This morning, Beyond, No. 50 in the Top 1000, announced that CEO Jonathan Johnson has stepped down. Johnson’s departure follows mutual agreement by the Beyond board and Johnson to transition the company to new leadership, Beyond says. The hunt for a new CEO is underway. The Top 1000 database is Digital Commerce 360’s ranking of the largest North American online retailers. Bed Bath & Beyond ranked No. 47 prior to its bankruptcy.

Beyond begins CEO hunt

While the search proceeds, company president David Nielsen will serve as interim CEO. Adrianne Lee, chief financial officer, will expand her responsibilities to oversee legal and human resources functions in addition to the finance organization.

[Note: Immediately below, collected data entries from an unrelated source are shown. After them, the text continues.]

//! Process-backed Chrome driver.
//!
//! Launches a Chrome/Chromium process with the caller-supplied flag list,
//! waits for its DevTools endpoint to come up, and exposes the browser,
//! context, and page handles over CDP.

use async_trait::async_trait;
use serde_json::Value;
use std::path::PathBuf;
use std::process::Stdio;
use std::sync::Arc;
use tokio::process::{Child, Command};
use tokio::sync::Mutex;
use tracing::{debug, info, warn};
use webbridge_core::{BrowserConfig, Error, Paths, Result};

use super::{AutomationDriver, BrowserContext, BrowserHandle, ContextOptions, LaunchOptions, Page};
use crate::cdp::CdpClient;

const READY_TIMEOUT_SECS: u64 = 15;

/// Anything that fails while producing a live browser/page is a launch
/// failure from the caller's point of view.
fn launch_err(e: Error) -> Error {
    Error::Launch(e.to_string())
}

pub struct ChromeDriver {
    config: BrowserConfig,
    profile_dir: PathBuf,
}

impl ChromeDriver {
    pub fn new(config: BrowserConfig, paths: &Paths) -> Self {
        Self {
            config,
            profile_dir: paths.profile_dir(),
        }
    }
}

#[async_trait]
impl AutomationDriver for ChromeDriver {
    async fn launch(&self, opts: LaunchOptions) -> Result<Arc<dyn BrowserHandle>> {
        let binary = self
            .config
            .binary
            .clone()
            .or_else(find_browser_binary)
            .ok_or_else(|| Error::Launch("no Chrome or Chromium binary found".to_string()))?;

        let port = debug_port_from_args(&opts.args).ok_or_else(|| {
            Error::Launch("launch args carry no --remote-debugging-port flag".to_string())
        })?;

        std::fs::create_dir_all(&self.profile_dir)
            .map_err(|e| Error::Launch(format!("profile dir: {}", e)))?;

        let mut args = opts.args.clone();
        args.push(format!("--user-data-dir={}", self.profile_dir.display()));
        args.push("--no-first-run".to_string());
        args.push("--no-default-browser-check".to_string());
        args.push("--disable-background-networking".to_string());
        if opts.headless {
            args.push("--headless=new".to_string());
        }
        args.push("about:blank".to_string());

        info!(port, headless = opts.headless, binary = %binary, "Launching browser");

        let child = Command::new(&binary)
            .args(&args)
            .stdout(Stdio::null())
            .stderr(Stdio::null())
            .kill_on_drop(true)
            .spawn()
            .map_err(|e| Error::Launch(format!("spawn {}: {}", binary, e)))?;

        let ws_url = wait_for_ready(port, READY_TIMEOUT_SECS).await?;
        debug!(ws_url = %ws_url, "DevTools endpoint up");

        let cdp = CdpClient::connect(&ws_url).await.map_err(launch_err)?;

        Ok(Arc::new(ChromeBrowser {
            cdp: Arc::new(cdp),
            port,
            child: Mutex::new(child),
        }))
    }
}

pub struct ChromeBrowser {
    cdp: Arc<CdpClient>,
    port: u16,
    child: Mutex<Child>,
}

#[async_trait]
impl BrowserHandle for ChromeBrowser {
    fn is_connected(&self) -> bool {
        self.cdp.is_connected()
    }

    async fn new_context(&self, _opts: ContextOptions) -> Result<Arc<dyn BrowserContext>> {
        let context_id = self.cdp.create_browser_context().await.map_err(launch_err)?;
        Ok(Arc::new(ChromeContext {
            cdp: self.cdp.clone(),
            context_id,
            port: self.port,
        }))
    }

    async fn close(&self) -> Result<()> {
        if let Err(e) = self.cdp.close_browser().await {
            debug!("Browser.close failed (may already be gone): {}", e);
        }
        let mut child = self.child.lock().await;
        let _ = child.kill().await;
        Ok(())
    }
}

pub struct ChromeContext {
    cdp: Arc<CdpClient>,
    context_id: String,
    port: u16,
}

#[async_trait]
impl BrowserContext for ChromeContext {
    async fn new_page(&self) -> Result<Arc<dyn Page>> {
        let target_id = self
            .cdp
            .create_target("about:blank", Some(&self.context_id))
            .await
            .map_err(launch_err)?;

        let ws_url = page_ws_url(self.port, &target_id).await?;
        let page_cdp = CdpClient::connect(&ws_url).await.map_err(launch_err)?;

        page_cdp.enable_domain("Page").await.map_err(launch_err)?;
        page_cdp.enable_domain("Runtime").await.map_err(launch_err)?;
        page_cdp.enable_domain("DOM").await.map_err(launch_err)?;

        info!(target_id = %target_id, "Page target ready");
        Ok(Arc::new(ChromePage { cdp: page_cdp }))
    }
}

pub struct ChromePage {
    cdp: CdpClient,
}

#[async_trait]
impl Page for ChromePage {
    async fn evaluate(&self, function: &str, args: Value) -> Result<Value> {
        self.cdp.call_function(function, args).await
    }

    async fn url(&self) -> Result<String> {
        let value = self.cdp.evaluate_expression("window.location.href").await?;
        value
            .as_str()
            .map(|s| s.to_string())
            .ok_or_else(|| Error::Cdp("location.href was not a string".to_string()))
    }
}

/// Find a Chrome/Chromium binary: well-known install paths first, then $PATH.
pub fn find_browser_binary() -> Option<String> {
    let candidates: &[&str] = if cfg!(target_os = "macos") {
        &[
            "/Applications/Google Chrome.app/Contents/MacOS/Google Chrome",
            "/Applications/Chromium.app/Contents/MacOS/Chromium",
        ]
    } else if cfg!(target_os = "linux") {
        &[
            "google-chrome",
            "google-chrome-stable",
            "chromium",
            "chromium-browser",
            "/usr/bin/google-chrome",
            "/usr/bin/chromium",
        ]
    } else {
        &[
            r"C:\Program Files\Google\Chrome\Application\chrome.exe",
            r"C:\Program Files (x86)\Google\Chrome\Application\chrome.exe",
        ]
    };

    for candidate in candidates {
        if std::path::Path::new(candidate).exists() {
            return Some(candidate.to_string());
        }
        if !candidate.contains('/') && !candidate.contains('\\') && which::which(candidate).is_ok() {
            return Some(candidate.to_string());
        }
    }
    None
}

/// Read the debug port back out of the launch flag list.
fn debug_port_from_args(args: &[String]) -> Option<u16> {
    args.iter()
        .find_map(|a| a.strip_prefix("--remote-debugging-port="))
        .and_then(|p| p.parse().ok())
}

/// Poll /json/version until the browser-level WebSocket URL appears.
async fn wait_for_ready(port: u16, timeout_secs: u64) -> Result<String> {
    let url = format!("http://127.0.0.1:{}/json/version", port);
    let start = std::time::Instant::now();
    let timeout = std::time::Duration::from_secs(timeout_secs);

    loop {
        if start.elapsed() > timeout {
            return Err(Error::Launch(format!(
                "DevTools endpoint not ready after {}s on port {}",
                timeout_secs, port
            )));
        }

        if let Ok(resp) = reqwest::get(&url).await {
            if let Ok(body) = resp.json::<Value>().await {
                if let Some(ws) = body.get("webSocketDebuggerUrl").and_then(|v| v.as_str()) {
                    return Ok(ws.to_string());
                }
            }
        }

        tokio::time::sleep(std::time::Duration::from_millis(200)).await;
    }
}

/// Resolve a target id to its WebSocket URL via /json/list. The target may
/// take a moment to show up after creation, so a few retries are needed.
async fn page_ws_url(port: u16, target_id: &str) -> Result<String> {
    let url = format!("http://127.0.0.1:{}/json/list", port);

    for attempt in 0..10 {
        if attempt > 0 {
            tokio::time::sleep(std::time::Duration::from_millis(300)).await;
        }

        let resp = match reqwest::get(&url).await {
            Ok(r) => r,
            Err(e) => {
                warn!("target list fetch failed: {}", e);
                continue;
            }
        };
        let targets: Vec<Value> = match resp.json().await {
            Ok(t) => t,
            Err(_) => continue,
        };

        for target in &targets {
            if target.get("id").and_then(|v| v.as_str()) == Some(target_id) {
                if let Some(ws) = target.get("webSocketDebuggerUrl").and_then(|v| v.as_str()) {
                    return Ok(ws.to_string());
                }
            }
        }
    }

    Err(Error::Launch(format!(
        "no WebSocket URL for target '{}' after retries",
        target_id
    )))
}

#[cfg(test)]
mod tests {
    use super::*;

    #[test]
    fn test_debug_port_from_args() {
        let args = vec![
            "--window-size=1280,720".to_string(),
            "--remote-debugging-port=54213".to_string(),
        ];
        assert_eq!(debug_port_from_args(&args), Some(54213));
        assert_eq!(debug_port_from_args(&["--headless".to_string()]), None);
    }
}
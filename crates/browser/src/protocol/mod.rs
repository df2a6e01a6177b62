//! Control-protocol client seam.
//!
//! The lifecycle manager resolves clients by a port-derived name so that
//! repeated ensures against one port converge on one registered client.
//! The production MCP implementation lives in [`mcp`].

use async_trait::async_trait;
use serde::Deserialize;
use serde_json::Value;
use std::sync::Arc;
use webbridge_core::Result;

pub mod mcp;

const CLIENT_NAME_PREFIX: &str = "browser-";

/// Registry name for the client bound to `port`. Pure function of the port:
/// equal ports give equal names.
pub fn client_name(port: u16) -> String {
    format!("{}{}", CLIENT_NAME_PREFIX, port)
}

#[derive(Debug, Clone, Copy, PartialEq, Eq)]
pub enum ClientStatus {
    Connected,
    Disconnected,
}

/// How to start a protocol server process at registration time.
#[derive(Debug, Clone)]
pub struct ServerSpec {
    pub command: String,
    pub args: Vec<String>,
}

/// One content block of a tool result.
#[derive(Debug, Clone, Deserialize)]
pub struct ContentBlock {
    #[serde(rename = "type")]
    pub kind: String,
    #[serde(default)]
    pub text: Option<String>,
}

/// Normalized tool-call result.
#[derive(Debug, Clone, Default, Deserialize)]
pub struct ToolOutput {
    #[serde(default)]
    pub content: Vec<ContentBlock>,
}

impl ToolOutput {
    /// Join the text blocks into one string; non-text blocks are skipped.
    pub fn text(&self) -> String {
        self.content
            .iter()
            .filter(|b| b.kind == "text")
            .filter_map(|b| b.text.as_deref())
            .collect::<Vec<_>>()
            .join("\n")
    }
}

#[async_trait]
pub trait ProtocolClient: Send + Sync {
    /// Liveness predicate for the control connection.
    fn status(&self) -> ClientStatus;

    /// Establish (or re-establish) the control connection.
    async fn connect(&self) -> Result<()>;

    /// Issue a remote command by name with structured arguments.
    async fn call_tool(&self, tool: &str, args: Value) -> Result<ToolOutput>;
}

#[async_trait]
pub trait ProtocolRegistry: Send + Sync {
    async fn get(&self, name: &str) -> Option<Arc<dyn ProtocolClient>>;

    /// Register a client under `name`. Registering an already-known name is
    /// a no-op; the first registration wins.
    async fn register(&self, name: &str, spec: ServerSpec) -> Result<()>;
}

#[cfg(test)]
mod tests {
    use super::*;

    #[test]
    fn test_client_name_is_pure_in_port() {
        assert_eq!(client_name(54213), client_name(54213));
        assert_eq!(client_name(54213), "browser-54213");
        assert_ne!(client_name(54213), client_name(54214));
    }

    #[test]
    fn test_tool_output_text_joins_text_blocks() {
        let out: ToolOutput = serde_json::from_value(serde_json::json!({
            "content": [
                {"type": "text", "text": "clicked"},
                {"type": "image", "data": "..."},
                {"type": "text", "text": "at 10,20"}
            ]
        }))
        .unwrap();
        assert_eq!(out.text(), "clicked\nat 10,20");
    }

    #[test]
    fn test_tool_output_missing_content_is_empty() {
        let out: ToolOutput = serde_json::from_value(serde_json::json!({})).unwrap();
        assert!(out.content.is_empty());
        assert_eq!(out.text(), "");
    }
}
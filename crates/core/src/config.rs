use serde::{Deserialize, Serialize};
use std::path::Path;

use crate::error::Result;
use crate::paths::Paths;

/// Settings for the browser process the bridge launches and controls.
#[derive(Debug, Clone, Serialize, Deserialize)]
#[serde(rename_all = "camelCase")]
pub struct BrowserConfig {
    /// Run the browser without a visible window. The bridge drives a real,
    /// visible browser by default so a human can watch the agent work.
    #[serde(default)]
    pub headless: bool,
    #[serde(default = "default_window_width")]
    pub window_width: u32,
    #[serde(default = "default_window_height")]
    pub window_height: u32,
    /// Explicit browser binary. If unset, well-known install locations and
    /// `$PATH` are searched.
    #[serde(default)]
    pub binary: Option<String>,
    /// Extra command-line flags appended after the bridge's own flags.
    #[serde(default)]
    pub extra_args: Vec<String>,
}

fn default_window_width() -> u32 {
    1280
}

fn default_window_height() -> u32 {
    720
}

impl Default for BrowserConfig {
    fn default() -> Self {
        Self {
            headless: false,
            window_width: default_window_width(),
            window_height: default_window_height(),
            binary: None,
            extra_args: Vec::new(),
        }
    }
}

/// Settings for the control-protocol client attached to the browser.
#[derive(Debug, Clone, Serialize, Deserialize)]
#[serde(rename_all = "camelCase")]
pub struct ClientConfig {
    /// Command used when registering a protocol client. The client attaches
    /// to the already-running browser; it must never launch one of its own.
    #[serde(default = "default_client_command")]
    pub command: String,
}

fn default_client_command() -> String {
    "browser-mcp".to_string()
}

impl Default for ClientConfig {
    fn default() -> Self {
        Self {
            command: default_client_command(),
        }
    }
}

#[derive(Debug, Clone, Serialize, Deserialize, Default)]
#[serde(rename_all = "camelCase")]
pub struct Config {
    #[serde(default)]
    pub browser: BrowserConfig,
    #[serde(default)]
    pub client: ClientConfig,
}

impl Config {
    pub fn load(path: &Path) -> Result<Self> {
        let content = std::fs::read_to_string(path)?;
        let config: Config = serde_json::from_str(&content)?;
        Ok(config)
    }

    pub fn load_or_default(paths: &Paths) -> Result<Self> {
        let config_path = paths.config_file();
        if config_path.exists() {
            Self::load(&config_path)
        } else {
            Ok(Self::default())
        }
    }

    pub fn save(&self, path: &Path) -> Result<()> {
        let content = serde_json::to_string_pretty(self)?;
        if let Some(parent) = path.parent() {
            std::fs::create_dir_all(parent)?;
        }
        std::fs::write(path, content)?;
        Ok(())
    }
}

#[cfg(test)]
mod tests {
    use super::*;

    #[test]
    fn test_defaults() {
        let cfg = Config::default();
        assert!(!cfg.browser.headless);
        assert_eq!(cfg.browser.window_width, 1280);
        assert_eq!(cfg.browser.window_height, 720);
        assert_eq!(cfg.client.command, "browser-mcp");
    }

    #[test]
    fn test_partial_config_fills_defaults() {
        let raw = r#"{ "browser": { "headless": true } }"#;
        let cfg: Config = serde_json::from_str(raw).unwrap();
        assert!(cfg.browser.headless);
        assert_eq!(cfg.browser.window_width, 1280);
        assert_eq!(cfg.client.command, "browser-mcp");
    }

    #[test]
    fn test_save_and_load_round_trip() {
        let dir = tempfile::tempdir().unwrap();
        let path = dir.path().join("config.json");

        let mut cfg = Config::default();
        cfg.browser.headless = true;
        cfg.browser.binary = Some("/usr/bin/chromium".to_string());
        cfg.save(&path).unwrap();

        let loaded = Config::load(&path).unwrap();
        assert!(loaded.browser.headless);
        assert_eq!(loaded.browser.binary.as_deref(), Some("/usr/bin/chromium"));
    }
}
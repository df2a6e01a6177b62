pub mod config;
pub mod error;
pub mod paths;

pub use config::{BrowserConfig, ClientConfig, Config};
pub use error::{Error, Result};
pub use paths::Paths;
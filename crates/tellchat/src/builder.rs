use crate::code::{Color, Style};
use crate::item::ItemTooltip;
use crate::segment::{ClickAction, ClickKind, HoverAction, HoverKind, Segment};
use crate::template::{self, TemplateError};
use crate::wire::{self, SerializeError};

/// Error for a builder call made out of sequence.
#[derive(Debug, Clone, Copy, PartialEq, Eq, thiserror::Error)]
pub enum BuildError {
    /// The current segment's text was already assigned.
    #[error("text for the current segment is already set")]
    TextAlreadySet,
    /// A new segment was started while the current one had no text yet.
    #[error("the current segment has no text")]
    MissingText,
}

/// Fluent, segment-at-a-time construction of a chat message.
///
/// A builder always holds at least one segment; formatting and action calls
/// apply to the last one until [`MessageBuilder::then`] starts the next. The
/// serialized form is cached between calls and invalidated by every
/// mutation.
///
/// ```
/// use tellchat::{Color, MessageBuilder, Style};
///
/// let mut message = MessageBuilder::with_text("[");
/// message.color(Color::Red).style(Style::Bold);
/// message
///     .then("ADMIN")?
///     .color(Color::Blue)
///     .command("/say hello");
/// assert!(message.to_json()?.contains("clickEvent"));
/// # Ok::<(), Box<dyn std::error::Error>>(())
/// ```
#[derive(Debug, Clone)]
pub struct MessageBuilder {
    segments: Vec<Segment>,
    cache: Option<String>,
}

impl Default for MessageBuilder {
    fn default() -> Self {
        Self::new()
    }
}

impl MessageBuilder {
    /// A builder holding a single empty segment.
    #[must_use]
    pub fn new() -> Self {
        Self {
            segments: vec![Segment::new()],
            cache: None,
        }
    }

    /// A builder whose first segment is seeded with `text`. The seeded text
    /// counts as assigned.
    #[must_use]
    pub fn with_text(text: impl Into<String>) -> Self {
        Self {
            segments: vec![Segment::with_text(text)],
            cache: None,
        }
    }

    /// Expands `%s` placeholders in `template`, splits the result on `&`
    /// color and style markers, and seeds one complete segment per run.
    pub fn from_template<S: AsRef<str>>(
        template: &str,
        values: &[S],
    ) -> Result<Self, TemplateError> {
        let segments = template::segments_from_template(template, values)?;
        Ok(Self {
            segments,
            cache: None,
        })
    }

    /// Assigns the current segment's text. Each segment's text can be
    /// assigned exactly once.
    pub fn text(&mut self, text: impl Into<String>) -> Result<&mut Self, BuildError> {
        if self.current().has_text() {
            return Err(BuildError::TextAlreadySet);
        }
        self.current_mut().set_text(text.into());
        Ok(self)
    }

    /// Sets the current segment's color, replacing the previous one.
    pub fn color(&mut self, color: Color) -> &mut Self {
        self.current_mut().set_color(color);
        self
    }

    /// Adds one style to the current segment.
    pub fn style(&mut self, style: Style) -> &mut Self {
        self.current_mut().add_style(style);
        self
    }

    /// Adds every style in `styles` to the current segment.
    pub fn styles<I: IntoIterator<Item = Style>>(&mut self, styles: I) -> &mut Self {
        for style in styles {
            self.current_mut().add_style(style);
        }
        self
    }

    /// Attaches a click action, replacing any already present.
    pub fn click(&mut self, kind: ClickKind, value: impl Into<String>) -> &mut Self {
        self.current_mut().set_click(ClickAction::new(kind, value));
        self
    }

    /// Attaches a hover action, replacing any already present.
    pub fn hover(&mut self, kind: HoverKind, value: impl Into<String>) -> &mut Self {
        self.current_mut().set_hover(HoverAction::new(kind, value));
        self
    }

    /// Click action that opens the file at `path`.
    pub fn file(&mut self, path: impl Into<String>) -> &mut Self {
        self.click(ClickKind::OpenFile, path)
    }

    /// Click action that opens `url`.
    pub fn link(&mut self, url: impl Into<String>) -> &mut Self {
        self.click(ClickKind::OpenUrl, url)
    }

    /// Click action that puts `command` into the reader's chat input.
    pub fn suggest(&mut self, command: impl Into<String>) -> &mut Self {
        self.click(ClickKind::SuggestCommand, command)
    }

    /// Click action that runs `command` as the reader.
    pub fn command(&mut self, command: impl Into<String>) -> &mut Self {
        self.click(ClickKind::RunCommand, command)
    }

    /// Hover tooltip showing the achievement called `name`.
    pub fn achievement_tooltip(&mut self, name: &str) -> &mut Self {
        self.hover(HoverKind::ShowAchievement, format!("achievement.{name}"))
    }

    /// Hover tooltip showing an item, from an already-rendered item tag.
    pub fn item_tooltip_raw(&mut self, item_tag: impl Into<String>) -> &mut Self {
        self.hover(HoverKind::ShowItem, item_tag)
    }

    /// Hover tooltip showing an item with `title` and `lore` lines.
    pub fn item_tooltip<I, S>(&mut self, title: &str, lore: I) -> &mut Self
    where
        I: IntoIterator<Item = S>,
        S: AsRef<str>,
    {
        self.item_tooltip_raw(ItemTooltip::new(title, lore).render())
    }

    /// Hover tooltip from free text. A single line shows as plain hover
    /// text; text with interior newlines becomes an item tooltip whose first
    /// line is the title. Trailing newlines do not count toward the line
    /// total and add no blank lore rows; an empty input still reads as one
    /// empty line.
    pub fn tooltip(&mut self, text: &str) -> &mut Self {
        let mut lines: Vec<&str> = text.split('\n').collect();
        while lines.len() > 1 && lines.last().is_some_and(|line| line.is_empty()) {
            lines.pop();
        }
        self.tooltip_lines(&lines)
    }

    /// Hover tooltip from explicit lines; see [`MessageBuilder::tooltip`].
    /// An empty slice leaves the segment untouched.
    pub fn tooltip_lines<S: AsRef<str>>(&mut self, lines: &[S]) -> &mut Self {
        match lines {
            [] => self,
            [line] => self.hover(HoverKind::ShowText, line.as_ref()),
            [first, rest @ ..] => {
                self.item_tooltip_raw(ItemTooltip::from_lines(first.as_ref(), rest).render())
            }
        }
    }

    /// Starts the next segment, seeded with `text`. The current segment must
    /// be complete.
    pub fn then(&mut self, text: impl Into<String>) -> Result<&mut Self, BuildError> {
        self.push_segment(Segment::with_text(text))
    }

    /// Starts the next, empty segment. The current segment must be complete.
    pub fn then_empty(&mut self) -> Result<&mut Self, BuildError> {
        self.push_segment(Segment::new())
    }

    /// Drops everything built so far, leaving a single empty segment.
    pub fn reset(&mut self) -> &mut Self {
        self.segments.clear();
        self.segments.push(Segment::new());
        self.cache = None;
        self
    }

    /// The canonical wire JSON for the current segments.
    ///
    /// The result is memoized: repeated calls without an intervening
    /// mutation return byte-identical output without re-serializing. Fails
    /// if any segment is still missing its text.
    pub fn to_json(&mut self) -> Result<&str, SerializeError> {
        if self.cache.is_none() {
            self.cache = Some(wire::message_json(&self.segments)?);
        }
        match &self.cache {
            Some(json) => Ok(json),
            None => unreachable!("serialization just filled the cache"),
        }
    }

    /// The lossy legacy rendering: each segment's `§` color escape followed
    /// by its text. Styles and actions are dropped.
    #[must_use]
    pub fn to_legacy_text(&self) -> String {
        let mut out = String::new();
        for segment in &self.segments {
            segment.push_legacy_text(&mut out);
        }
        out
    }

    /// The segments built so far, in message order. Never empty.
    #[must_use]
    pub fn segments(&self) -> &[Segment] {
        &self.segments
    }

    fn current(&self) -> &Segment {
        self.segments
            .last()
            .expect("a builder always holds at least one segment")
    }

    fn current_mut(&mut self) -> &mut Segment {
        self.cache = None;
        self.segments
            .last_mut()
            .expect("a builder always holds at least one segment")
    }

    fn push_segment(&mut self, segment: Segment) -> Result<&mut Self, BuildError> {
        if !self.current().has_text() {
            return Err(BuildError::MissingText);
        }
        self.cache = None;
        self.segments.push(segment);
        Ok(self)
    }
}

As president, Nielsen oversees the company’s marketing, algorithms, customer, digital, technology, and sourcing and operations organizations. Prior to this role, Nielsen served as Overstock’s chief sourcing and operations officer.

“Following the recent acquisition of the Bed Bath & Beyond brand and our corporate renaming as Beyond, Inc., the board and Jonathan determined that this is the ideal time for a transition in leadership to guide the company forward,” says board chairman Allison H. Abraham.

In 2022, Johnson made total compensation of about $2.95 million, including a base salary of $871,154, according to company filings with the U.S. Securities and Exchange Commission. Nielsen in 2022 earned $1.41 million in compensation that included a base salary of $573,077.

In September, Angela Hsu stepped down as chief marketing officer at Overstock.com, which acquired the intellectual property assets of bankrupt retail chain Bed Bath & Beyond in June for about $21.5 million. As chief marketing officer for Overstock, Hsu made $842,557 in total compensation in 2022 .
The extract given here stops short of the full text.